Usually comprising 2-6 pages, informal proposals are shorter than their formal counterpart. An informal proposal is made up of 6 components labelled Introduction, Background, Proposal, Staffing, Budget and Authorization. It typically used as a response to smaller issues, problems or projects (Guffey et al., 2006). 


The goal of the introduction is to explain the purpose of the proposal as well as demonstrate your competency. It is suggested by the Texas A&M University Writing Center that the introduction should both explain the issues that will appear in the text as well as make the readers feel you are qualified to take on the task proposed.  To do this, explain your qualifications in a couple of sentences. (Texas A&M University Writing Center, 2008)



 In the background section of the proposal, you must firstly show an in depth knowledge of the issues or problems that are affecting the reader.
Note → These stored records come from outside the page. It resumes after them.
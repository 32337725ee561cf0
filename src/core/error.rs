//! Structured failures raised by states, events and contexts.

use super::event::Event;
use serde::Serialize;
use std::borrow::Cow;
use std::fmt;
use thiserror::Error;

/// Open set of failure codes.
///
/// The framework defines [`CREATION_ERROR`](ErrorCode::CREATION_ERROR) and
/// [`EVENT_ERROR`](ErrorCode::EVENT_ERROR). Consumers layer their own codes on
/// top with [`ErrorCode::custom`]:
///
/// ```rust
/// use statecraft::core::ErrorCode;
///
/// const CONNECTION_FAILURE: ErrorCode = ErrorCode::custom("CONNECTION_FAILURE");
/// assert_eq!(CONNECTION_FAILURE.as_str(), "CONNECTION_FAILURE");
/// ```
#[derive(Clone, Debug, PartialEq, Eq, Hash, Serialize)]
#[serde(transparent)]
pub struct ErrorCode(Cow<'static, str>);

impl ErrorCode {
    /// A required constructor argument was missing.
    pub const CREATION_ERROR: ErrorCode = ErrorCode::custom("CREATION_ERROR");

    /// Event-related failure, including unmatched dispatch in strict mode.
    pub const EVENT_ERROR: ErrorCode = ErrorCode::custom("EVENT_ERROR");

    pub const fn custom(code: &'static str) -> Self {
        Self(Cow::Borrowed(code))
    }

    pub fn as_str(&self) -> &str {
        &self.0
    }
}

impl fmt::Display for ErrorCode {
    fn fmt(&self, f: &mut fmt::Formatter<'_>) -> fmt::Result {
        f.write_str(&self.0)
    }
}

/// Error raised by a state machine.
///
/// Carries the failure code, the method that failed, the operation or
/// component it belongs to, and a human-readable message. When the failure
/// wraps an underlying cause, the cause's text becomes the message.
#[derive(Clone, Debug, PartialEq, Eq, Error, Serialize)]
#[error("{code} in {operation}::{method}: {message}")]
pub struct FsmError {
    code: ErrorCode,
    method: Cow<'static, str>,
    operation: Cow<'static, str>,
    message: String,
}

impl FsmError {
    pub fn new(
        code: ErrorCode,
        method: impl Into<Cow<'static, str>>,
        operation: impl Into<Cow<'static, str>>,
        message: impl Into<String>,
    ) -> Self {
        Self {
            code,
            method: method.into(),
            operation: operation.into(),
            message: message.into(),
        }
    }

    /// `CREATION_ERROR` for a missing constructor argument.
    pub fn creation(
        method: impl Into<Cow<'static, str>>,
        operation: impl Into<Cow<'static, str>>,
        message: impl Into<String>,
    ) -> Self {
        Self::new(ErrorCode::CREATION_ERROR, method, operation, message)
    }

    /// Wrap an underlying cause, keeping its text as the message.
    pub fn from_cause(
        code: ErrorCode,
        method: impl Into<Cow<'static, str>>,
        operation: impl Into<Cow<'static, str>>,
        cause: &dyn fmt::Display,
    ) -> Self {
        Self::new(code, method, operation, cause.to_string())
    }

    /// `EVENT_ERROR` for an event with no transition from `state`.
    pub fn unmatched_event(state: &str, event: &Event) -> Self {
        Self::new(
            ErrorCode::EVENT_ERROR,
            "cast_event",
            "StateMachineContext",
            format!("no transition from '{state}' on event '{event}'"),
        )
    }

    pub fn code(&self) -> &ErrorCode {
        &self.code
    }

    pub fn method(&self) -> &str {
        &self.method
    }

    pub fn operation(&self) -> &str {
        &self.operation
    }

    pub fn message(&self) -> &str {
        &self.message
    }

    /// Whether this error carries `code`.
    pub fn is(&self, code: &ErrorCode) -> bool {
        &self.code == code
    }
}
//! A connection automaton over a simulated socket.
//!
//! Run with `cargo run --example connection`. Set `RUST_LOG=statecraft=debug`
//! to see every transition.

use statecraft::logging::{self, LogLevel, LogTag, LoggerConfig};
use statecraft::{
    events, ContextBuilder, ErrorCode, FsmError, State, StateBase, StateKey, StateMachineContext,
};
use std::cell::Cell;
use std::rc::Rc;

events! {
    pub struct ConnectionEvents {
        CONNECT,
        DISCONNECT,
        ERROR,
    }
}

const CONNECTION_FAILURE: ErrorCode = ErrorCode::custom("CONNECTION_FAILURE");

/// Socket that fails every `fail_every`th call.
struct FlakySocket {
    calls: Cell<u32>,
    fail_every: u32,
}

impl FlakySocket {
    fn call(&self, op: &str) -> Result<i32, String> {
        let n = self.calls.get() + 1;
        self.calls.set(n);
        if n % self.fail_every == 0 {
            return Err(format!("{op}: connection reset by peer"));
        }
        println!("socket: {op}");
        Ok(n as i32)
    }
}

trait ConnectionState: State {
    fn connect(&self) -> Result<(), FsmError>;
    fn disconnect(&self) -> Result<(), FsmError>;
    fn send(&self, value: i32) -> Result<(), FsmError>;
}

struct Connected {
    base: StateBase,
    socket: Rc<FlakySocket>,
}

impl State for Connected {
    fn base(&self) -> &StateBase {
        &self.base
    }

    fn name(&self) -> &str {
        "Connected"
    }
}

impl ConnectionState for Connected {
    fn connect(&self) -> Result<(), FsmError> {
        Ok(())
    }

    fn disconnect(&self) -> Result<(), FsmError> {
        let result = self.socket.call("disconnect");
        self.cast_event(&ConnectionEvents::DISCONNECT)?;
        result
            .map(|_| ())
            .map_err(|cause| FsmError::from_cause(CONNECTION_FAILURE, "disconnect", "Connected", &cause))
    }

    fn send(&self, value: i32) -> Result<(), FsmError> {
        match self.socket.call(&format!("send {value}")) {
            Ok(_) => Ok(()),
            Err(cause) => {
                self.cast_event(&ConnectionEvents::ERROR)?;
                Err(FsmError::from_cause(CONNECTION_FAILURE, "send", "Connected", &cause))
            }
        }
    }
}

struct Disconnected {
    base: StateBase,
    socket: Rc<FlakySocket>,
}

impl State for Disconnected {
    fn base(&self) -> &StateBase {
        &self.base
    }

    fn name(&self) -> &str {
        "Disconnected"
    }
}

impl ConnectionState for Disconnected {
    fn connect(&self) -> Result<(), FsmError> {
        match self.socket.call("connect") {
            Ok(_) => self.cast_event(&ConnectionEvents::CONNECT),
            Err(cause) => {
                self.cast_event(&ConnectionEvents::ERROR)?;
                Err(FsmError::from_cause(CONNECTION_FAILURE, "connect", "Disconnected", &cause))
            }
        }
    }

    fn disconnect(&self) -> Result<(), FsmError> {
        Ok(())
    }

    fn send(&self, _value: i32) -> Result<(), FsmError> {
        Err(FsmError::new(
            CONNECTION_FAILURE,
            "send",
            "Disconnected",
            "Connection is Closed",
        ))
    }
}

struct Connection {
    context: StateMachineContext<dyn ConnectionState>,
    connected: StateKey,
}

impl Connection {
    fn open(socket: Rc<FlakySocket>) -> Result<Self, FsmError> {
        let mut builder = ContextBuilder::<dyn ConnectionState>::new("connection");
        builder.record_history();

        let connected = builder.register(Box::new(Connected {
            base: builder.state_base()?,
            socket: Rc::clone(&socket),
        }));
        let disconnected = builder.register(Box::new(Disconnected {
            base: builder.state_base()?,
            socket,
        }));

        builder
            .add_transition(&disconnected, &ConnectionEvents::CONNECT, &connected)
            .add_transition(&connected, &ConnectionEvents::DISCONNECT, &disconnected)
            .add_transition(&connected, &ConnectionEvents::ERROR, &disconnected)
            .initial(&disconnected);

        Ok(Self {
            context: builder.build()?,
            connected,
        })
    }

    fn ensure_connected(&self) -> Result<(), FsmError> {
        if !self.context.is_in(&self.connected) {
            self.context.current().connect()?;
        }
        Ok(())
    }
}

fn main() -> Result<(), Box<dyn std::error::Error>> {
    logging::init_console("statecraft=info")?;
    logging::configure(LoggerConfig::from_env().with_user("demo"));

    let socket = Rc::new(FlakySocket {
        calls: Cell::new(0),
        fail_every: 4,
    });
    let connection = Connection::open(socket)?;

    for value in [12345, 23456, 34567, 45678, 56789] {
        if let Err(error) = connection.ensure_connected() {
            logging::log(LogLevel::Warning, &error.to_string(), LogTag::Named("CONNECT"))?;
            continue;
        }
        if let Err(error) = connection.context.current().send(value) {
            logging::log(LogLevel::Error, &error.to_string(), LogTag::Named("SEND"))?;
        }
        println!("state: {}", connection.context.current().name());
    }

    if let Err(error) = connection.context.current().disconnect() {
        logging::log(LogLevel::Error, &error.to_string(), LogTag::Named("DISCONNECT"))?;
    }

    if let Some(history) = connection.context.history() {
        let path: Vec<&str> = history.get_path().into_iter().map(StateKey::name).collect();
        logging::log(
            LogLevel::Info,
            &format!("path: {}", path.join(" -> ")),
            LogTag::Assert,
        )?;
    }

    Ok(())
}
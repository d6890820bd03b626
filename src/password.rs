//! This file defines types that handle password validation and hashing.
//! `ValidatedPassword` wraps a string and ensures it follows the password rules.
//! `PasswordHash` converts a `ValidatedPassword` into a salted and hashed password.

use std::fmt::Display;

use bcrypt::{BcryptError, hash, verify};
use serde::{Deserialize, Serialize};

use crate::{Error, validation::InvalidField};

const PASSWORD_RULE_MESSAGE: &str = "비밀번호는 8~16자의 영문과 숫자를 모두 포함해야 합니다.";

/// A password that has been validated, but not yet hashed.
///
/// This struct can be used to construct a [PasswordHash].
#[derive(Debug, Clone, PartialEq)]
pub struct ValidatedPassword(String);

impl ValidatedPassword {
    /// Create and validate a new password from a string.
    ///
    /// A valid password is 8 to 16 printable ASCII characters long and
    /// contains at least one letter and one digit.
    ///
    /// # Errors
    ///
    /// This function will return an error with a user-facing message if the
    /// password does not follow the rules above.
    pub fn new(raw_password: &str) -> Result<Self, InvalidField> {
        let length = raw_password.chars().count();
        let is_printable = raw_password.chars().all(|c| c.is_ascii_graphic());
        let has_letter = raw_password.chars().any(|c| c.is_ascii_alphabetic());
        let has_digit = raw_password.chars().any(|c| c.is_ascii_digit());

        if (8..=16).contains(&length) && is_printable && has_letter && has_digit {
            Ok(Self(raw_password.to_owned()))
        } else {
            Err(InvalidField(PASSWORD_RULE_MESSAGE))
        }
    }

    /// Create a new `ValidatedPassword` without any validation.
    ///
    /// This function has `_unchecked` in the name but is not `unsafe`, because if an invalid password is provided it may cause incorrect behaviour but will not affect memory safety.
    #[cfg(test)]
    pub fn new_unchecked(raw_password: &str) -> Self {
        Self(raw_password.to_owned())
    }
}

impl Display for ValidatedPassword {
    fn fmt(&self, f: &mut std::fmt::Formatter<'_>) -> std::fmt::Result {
        write!(f, "{}", str::repeat("*", 8))
    }
}

/// A salted and hashed password.
#[derive(Debug, Clone, PartialEq, Serialize, Deserialize)]
pub struct PasswordHash(String);

impl PasswordHash {
    /// An alias for the default encryption cost for hashing passwords.
    pub const DEFAULT_COST: u32 = bcrypt::DEFAULT_COST;

    /// Create a hashed password from a validated password with the specified `cost`.
    ///
    /// `cost` increases the rounds of hashing and therefore the time needed to verify a password.
    /// Pass in [PasswordHash::DEFAULT_COST] to use the recommended cost.
    ///
    /// # Errors
    ///
    /// This function will return an error if the password could not be hashed.
    pub fn new(password: ValidatedPassword, cost: u32) -> Result<Self, Error> {
        match hash(&password.0, cost) {
            Ok(password_hash) => Ok(Self(password_hash)),
            Err(e) => Err(Error::HashingError(e.to_string())),
        }
    }

    /// Create a new `PasswordHash` without any validation.
    ///
    /// The caller should ensure that `raw_password_hash` is a valid password hash.
    pub fn new_unchecked(raw_password_hash: &str) -> Self {
        Self(raw_password_hash.to_string())
    }

    /// Check that `raw_password` matches the stored password.
    pub fn verify(&self, raw_password: &str) -> Result<bool, BcryptError> {
        verify(raw_password, &self.0)
    }
}

impl AsRef<str> for PasswordHash {
    fn as_ref(&self) -> &str {
        &self.0
    }
}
Melissa Little (2007) , it is suggested that the background section be a extension of the introduction, “demonstrating an in depth comprehension of the issues”. If you are writing an unsolicited proposal you essentially have to convince the reader that there is indeed a problem, in hopes that he chooses you (based on your proposal) to resolve it. If you are writing a solicited proposal, the goal is to demonstrate an in depth knowledge of the issues presented in the RFP/CFP, ultimately making the reader feel confident in your knowledge and ability.  Also, in the background section, it is recommended that you emphasise the importance of your proposal as well as the importance of its purpose or goals.


In the proposal section, you are presenting the description of the project proposed, your plan of action, or the solution you’re proposing. While this seems simple enough, in some proposals it is relatively tricky. When writing this section of the proposal you must know what and how much of your action plan you are going to reveal. Reveal too much information and the reader might have already found the solution they needed; and ultimately not require your services. Reveal too little and your proposal won’t be compelling, and your services will again not be needed. Accordingly, to write an effective proposal you must find a balance between the two.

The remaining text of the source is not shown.